At the beginning of the month she told her story at TEDx Talks Río de la Plata and reached out to many people. It is a story with a different, creative, empowering, intelligent strength. Her way of looking at people makes us better people.

Clarín newspaper of Buenos Aires also noticed Constanza and gave her an opportunity to share her story. We present a summary of the article (and the possibility of reading it at the end of this article, watch her TED Talks video, and visit her blog).

My birth, my first problem

"I will start with a something that seems obvious but it is not so: my life began with my birth. I can see the reader's raised eyebrow. Please do not stop reading, I'll explain. In general, upon our arrival in the world, we are followed by a long nap where no baby is distinguishable from any other. Instinct rules, the environment assists and life develops successfully. But of course, I say that mine starts with my birth because there I had to face my first problem: the one that was going to mark forever the rest of my nascent biography. With that great challenge, early, my uniqueness was established.

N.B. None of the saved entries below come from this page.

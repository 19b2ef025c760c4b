//! Output format selection and the public encode entry points.

use crate::aggregator::Aggregate;
use crate::output::write_folded;
use crate::profile::build_profile;
use crate::utils::error::EncodeError;
use chrono::{DateTime, Utc};
use log::debug;
use std::fmt;
use std::io::Write;
use std::str::FromStr;

/// Supported output encodings
#[derive(Debug, Clone, Copy, PartialEq, Eq, Hash)]
pub enum Format {
    /// `<stack> <count>` lines, as consumed by FlameGraph and inferno
    Folded,
    /// gzip-compressed `perftools.profiles.Profile`, as consumed by `pprof`
    Pprof,
}

impl Format {
    pub const ALL: [Format; 2] = [Format::Folded, Format::Pprof];

    pub fn as_str(&self) -> &'static str {
        match self {
            Format::Folded => "folded",
            Format::Pprof => "pprof",
        }
    }
}

impl fmt::Display for Format {
    fn fmt(&self, f: &mut fmt::Formatter<'_>) -> fmt::Result {
        f.write_str(self.as_str())
    }
}

impl FromStr for Format {
    type Err = EncodeError;

    fn from_str(s: &str) -> Result<Self, Self::Err> {
        match s {
            "folded" => Ok(Format::Folded),
            "pprof" => Ok(Format::Pprof),
            other => Err(EncodeError::UnknownFormat(other.to_string())),
        }
    }
}

/// Encode an aggregate into `sink`
///
/// **Public** - main library entry point
///
/// The sink is neither flushed nor closed.
///
/// # Errors
/// * `EncodeError::Parse` - pprof only; a stack key is malformed, nothing written
/// * `EncodeError::Io` - the sink failed; folded lines already written remain
pub fn encode<W: Write>(
    sink: W,
    aggregate: &Aggregate,
    format: Format,
    hz: u32,
    start: DateTime<Utc>,
    end: DateTime<Utc>,
) -> Result<(), EncodeError> {
    debug!("Encoding {} stacks as {}", aggregate.len(), format);

    match format {
        Format::Folded => write_folded(sink, aggregate)?,
        Format::Pprof => build_profile(aggregate, hz, start, end)?.write(sink)?,
    }

    Ok(())
}

/// Encode with the format given by name (`"folded"` or `"pprof"`)
///
/// # Errors
/// * `EncodeError::UnknownFormat` - any other selector; nothing is written
/// * everything `encode` returns
pub fn write_format<W: Write>(
    sink: W,
    aggregate: &Aggregate,
    selector: &str,
    hz: u32,
    start: DateTime<Utc>,
    end: DateTime<Utc>,
) -> Result<(), EncodeError> {
    let format: Format = selector.parse()?;
    encode(sink, aggregate, format, hz, start, end)
}
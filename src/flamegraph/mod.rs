//! Flamegraph generation using the inferno library.
//!
//! This module converts an aggregate into an interactive SVG flamegraph.

pub mod generator;

// Re-export main types
pub use generator::{generate_flamegraph, FlamegraphConfig};
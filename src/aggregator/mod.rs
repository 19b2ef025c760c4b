//! The sampled-stack aggregate and operations over it.
//!
//! This module provides:
//! - The `Aggregate` type handed over by the sampler
//! - Deterministic key ordering for every encoder
//! - Summary metrics (totals, hot stacks)

use std::collections::HashMap;

pub mod metrics;
pub mod sorter;

/// Stack key to observed sample count, for one capture window
pub type Aggregate = HashMap<String, u64>;

// Re-export main types and functions
pub use metrics::{summarize, HotStack, ProfileSummary};
pub use sorter::{sorted_entries, sorted_keys};
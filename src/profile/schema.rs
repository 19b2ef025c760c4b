//! Logical profile model.
//!
//! These types mirror the pprof `Profile` message but keep strings inline
//! and reference other records by ID. `writer` lowers them to the wire
//! messages in `proto`, building the string table on the way.

use serde::Serialize;

/// A `(type, unit)` descriptor such as `("samples", "count")`
#[derive(Debug, Clone, PartialEq, Eq, Serialize)]
pub struct ValueType {
    pub r#type: String,
    pub unit: String,
}

impl ValueType {
    pub fn new(r#type: impl Into<String>, unit: impl Into<String>) -> Self {
        Self {
            r#type: r#type.into(),
            unit: unit.into(),
        }
    }
}

/// The binary image locations are attributed to
#[derive(Debug, Clone, PartialEq, Eq, Serialize)]
pub struct Mapping {
    pub id: u64,
    pub has_functions: bool,
    pub has_filenames: bool,
    pub has_line_numbers: bool,
}

/// One function record; emitted once per frame occurrence
#[derive(Debug, Clone, PartialEq, Eq, Serialize)]
pub struct Function {
    pub id: u64,
    pub name: String,
    pub file_name: String,
}

#[derive(Debug, Clone, PartialEq, Eq, Serialize)]
pub struct Line {
    pub function_id: u64,
    pub line: i64,
}

/// One call-site record; 1:1 with `Function`
#[derive(Debug, Clone, PartialEq, Eq, Serialize)]
pub struct Location {
    pub id: u64,
    pub mapping_id: u64,
    pub lines: Vec<Line>,
}

/// One aggregated stack
#[derive(Debug, Clone, PartialEq, Eq, Serialize)]
pub struct Sample {
    /// `[count, count * period]`, matching `Profile::sample_types`
    pub values: Vec<i64>,

    /// Location IDs, leaf first
    pub location_ids: Vec<u64>,
}

/// A complete profile ready for serialization
#[derive(Debug, Clone, PartialEq, Eq, Serialize)]
pub struct Profile {
    /// Nanoseconds between samples
    pub period: i64,

    /// Capture start, nanoseconds since the Unix epoch
    pub time_nanos: i64,

    /// Capture length in nanoseconds
    pub duration_nanos: i64,

    pub sample_types: Vec<ValueType>,
    pub period_type: ValueType,
    pub mappings: Vec<Mapping>,
    pub functions: Vec<Function>,
    pub locations: Vec<Location>,
    pub samples: Vec<Sample>,
}

impl Profile {
    /// Sum of the sample counts (first value of every sample)
    pub fn total_samples(&self) -> i64 {
        self.samples
            .iter()
            .filter_map(|s| s.values.first())
            .sum()
    }

    pub fn function(&self, id: u64) -> Option<&Function> {
        self.functions.iter().find(|f| f.id == id)
    }

    pub fn location(&self, id: u64) -> Option<&Location> {
        self.locations.iter().find(|l| l.id == id)
    }
}
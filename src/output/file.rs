//! Output file handling shared by every writer.

use crate::utils::error::OutputError;
use log::debug;
use std::fs::File;
use std::io::BufWriter;
use std::path::Path;

/// Validate that an output path is writable
///
/// **Public** - used by the writers and by command argument validation
pub fn validate_path(path: &Path) -> Result<(), OutputError> {
    if path.as_os_str().is_empty() {
        return Err(OutputError::InvalidPath("Path is empty".to_string()));
    }

    // Check if we're trying to overwrite a directory
    if path.is_dir() {
        return Err(OutputError::InvalidPath(format!(
            "Path is a directory: {}",
            path.display()
        )));
    }

    Ok(())
}

/// Create (or truncate) an output file, creating parent directories as needed
///
/// **Public** - returns a buffered writer; the caller flushes it
pub fn create_output(path: impl AsRef<Path>) -> Result<BufWriter<File>, OutputError> {
    let path = path.as_ref();

    validate_path(path)?;

    if let Some(parent) = path.parent() {
        if !parent.as_os_str().is_empty() && !parent.exists() {
            debug!("Creating parent directories: {}", parent.display());
            std::fs::create_dir_all(parent).map_err(|e| {
                OutputError::InvalidPath(format!(
                    "Cannot create directory {}: {}",
                    parent.display(),
                    e
                ))
            })?;
        }
    }

    let file = File::create(path).map_err(OutputError::WriteFailed)?;

    Ok(BufWriter::new(file))
}

/// File size in bytes, 0 if it cannot be read
pub fn file_size(path: &Path) -> u64 {
    std::fs::metadata(path).map(|m| m.len()).unwrap_or(0)
}
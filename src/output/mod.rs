//! Output writers.
//!
//! This module handles writing data in various formats:
//! - Folded stacks (to any `Write` sink)
//! - SVG flamegraphs
//! - JSON summaries

pub mod file;
pub mod folded;
pub mod json;
pub mod svg;

// Re-export main functions
pub use file::{create_output, validate_path};
pub use folded::{folded_lines, write_folded};
pub use json::{summary_to_string, write_summary};
pub use svg::write_svg;
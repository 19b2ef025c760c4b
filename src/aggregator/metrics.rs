//! Summary metrics over an aggregate.
//!
//! Hot stacks are the stack keys with the most samples; they are what a
//! reader looks at first before opening a flamegraph.

use super::sorter::sorted_entries;
use super::Aggregate;
use crate::parser::frame_count;
use log::debug;
use serde::Serialize;

/// One of the most-sampled stacks
#[derive(Debug, Clone, PartialEq, Serialize)]
pub struct HotStack {
    /// Stack key (root first)
    pub stack: String,

    /// Samples observed for this stack
    pub samples: u64,

    /// Percentage of all samples in the aggregate
    pub percentage: f64,
}

/// Summary statistics for an aggregate
#[derive(Debug, Clone, Default, PartialEq, Serialize)]
pub struct ProfileSummary {
    /// Sum of all counts
    pub total_samples: u64,

    /// Number of distinct stack keys
    pub unique_stacks: usize,

    /// Frame tokens across all keys; equals the function and location
    /// table sizes of the pprof encoding
    pub total_frames: usize,

    /// Deepest stack, in frames
    pub max_depth: usize,

    /// Most-sampled stacks, descending
    pub hot_stacks: Vec<HotStack>,
}

/// Calculate summary statistics
///
/// **Public** - main entry point for metrics calculation
///
/// # Arguments
/// * `aggregate` - Stack key to sample count mapping
/// * `top_n` - Number of hot stacks to include
pub fn summarize(aggregate: &Aggregate, top_n: usize) -> ProfileSummary {
    debug!("Summarizing {} stacks (top {})", aggregate.len(), top_n);

    if aggregate.is_empty() {
        return ProfileSummary::default();
    }

    // Sorted by key first so equal counts keep a stable order.
    let mut entries = sorted_entries(aggregate);

    let total_samples: u64 = entries.iter().map(|(_, count)| *count).sum();
    let depths: Vec<usize> = entries.iter().map(|(key, _)| frame_count(key)).collect();

    entries.sort_by(|a, b| b.1.cmp(&a.1));

    let hot_stacks = entries
        .iter()
        .take(top_n)
        .map(|(key, count)| create_hot_stack(key, *count, total_samples))
        .collect();

    ProfileSummary {
        total_samples,
        unique_stacks: aggregate.len(),
        total_frames: depths.iter().sum(),
        max_depth: depths.iter().copied().max().unwrap_or(0),
        hot_stacks,
    }
}

fn create_hot_stack(stack: &str, samples: u64, total_samples: u64) -> HotStack {
    let percentage = if total_samples > 0 {
        (samples as f64 / total_samples as f64) * 100.0
    } else {
        0.0
    };

    HotStack {
        stack: stack.to_string(),
        samples,
        percentage,
    }
}

impl ProfileSummary {
    /// Plain-text rendering for terminal output
    pub fn to_text(&self) -> String {
        let mut lines = vec![
            format!("Total samples:  {}", self.total_samples),
            format!("Unique stacks:  {}", self.unique_stacks),
            format!("Total frames:   {}", self.total_frames),
            format!("Max depth:      {}", self.max_depth),
        ];

        if !self.hot_stacks.is_empty() {
            lines.push(String::new());
            lines.push("Hot stacks:".to_string());
            for (i, hot) in self.hot_stacks.iter().enumerate() {
                lines.push(format!(
                    "  {:>2}. {:>8} ({:>5.1}%)  {}",
                    i + 1,
                    hot.samples,
                    hot.percentage,
                    leaf_of(&hot.stack)
                ));
            }
        }

        lines.join("\n")
    }
}

/// Innermost frame token of a stack key
fn leaf_of(stack: &str) -> &str {
    stack.rsplit(';').next().unwrap_or(stack)
}
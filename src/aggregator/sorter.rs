//! Deterministic traversal of an aggregate.
//!
//! `HashMap` iteration order changes from run to run, so every encoder walks
//! the keys through `sorted_keys` to produce byte-identical output.

use super::Aggregate;

/// Keys of the aggregate in ascending byte-wise order
///
/// **Public** - shared by the folded, pprof and flamegraph encoders
pub fn sorted_keys(aggregate: &Aggregate) -> Vec<&str> {
    let mut keys: Vec<&str> = aggregate.keys().map(String::as_str).collect();
    // Keys are unique, so an unstable sort is still deterministic.
    keys.sort_unstable();
    keys
}

/// `(key, count)` pairs in the same order as `sorted_keys`
pub fn sorted_entries(aggregate: &Aggregate) -> Vec<(&str, u64)> {
    let mut entries: Vec<(&str, u64)> = aggregate
        .iter()
        .map(|(key, count)| (key.as_str(), *count))
        .collect();
    entries.sort_unstable_by(|a, b| a.0.cmp(b.0));
    entries
}

#[cfg(test)]
mod tests {
    use super::*;

    #[test]
    fn test_sorted_keys_bytewise() {
        let mut aggregate = Aggregate::new();
        aggregate.insert("b:1:x".to_string(), 1);
        aggregate.insert("B:1:x".to_string(), 1);
        aggregate.insert("a:1:x;z:1:y".to_string(), 1);
        aggregate.insert("a:1:x".to_string(), 1);

        assert_eq!(
            sorted_keys(&aggregate),
            vec!["B:1:x", "a:1:x", "a:1:x;z:1:y", "b:1:x"]
        );
    }

    #[test]
    fn test_sorted_entries_carry_counts() {
        let mut aggregate = Aggregate::new();
        aggregate.insert("y".to_string(), 2);
        aggregate.insert("x".to_string(), 9);

        assert_eq!(sorted_entries(&aggregate), vec![("x", 9), ("y", 2)]);
    }

    #[test]
    fn test_empty_aggregate() {
        assert!(sorted_keys(&Aggregate::new()).is_empty());
    }
}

During birth, I went into cardiorespiratory arrest. Even more, within the first twelve hours I suffered another one. This is a sensitive period of time where an incident of this type can bring very serious consequences. The lack of oxygen caused a brain injury. (...) But my parents never got frightened, and, in spite of the commotion, they did not lose sight of me in the middle of that tongue twister. They had already given me the cutest name: María Constanza.

But Coni -as they call me- had all four limbs affected. There was no way to know the consequences I was going to endure. Nobody was sure if I was going to be able to talk, walk, or even move. As whenever a child is born with a disability, a world of uncertainty about the future opened up. And the deadlines become shorter. All plans had a more limited spectrum.

Then we started a busy weekly routine with different treatments. Time was broken into shifts, procedures and schedules. Imagine, whoever has had the great fortune of not having experienced a similar childhood, the daily effort we went through with my parents and the rest of my loved ones. (...)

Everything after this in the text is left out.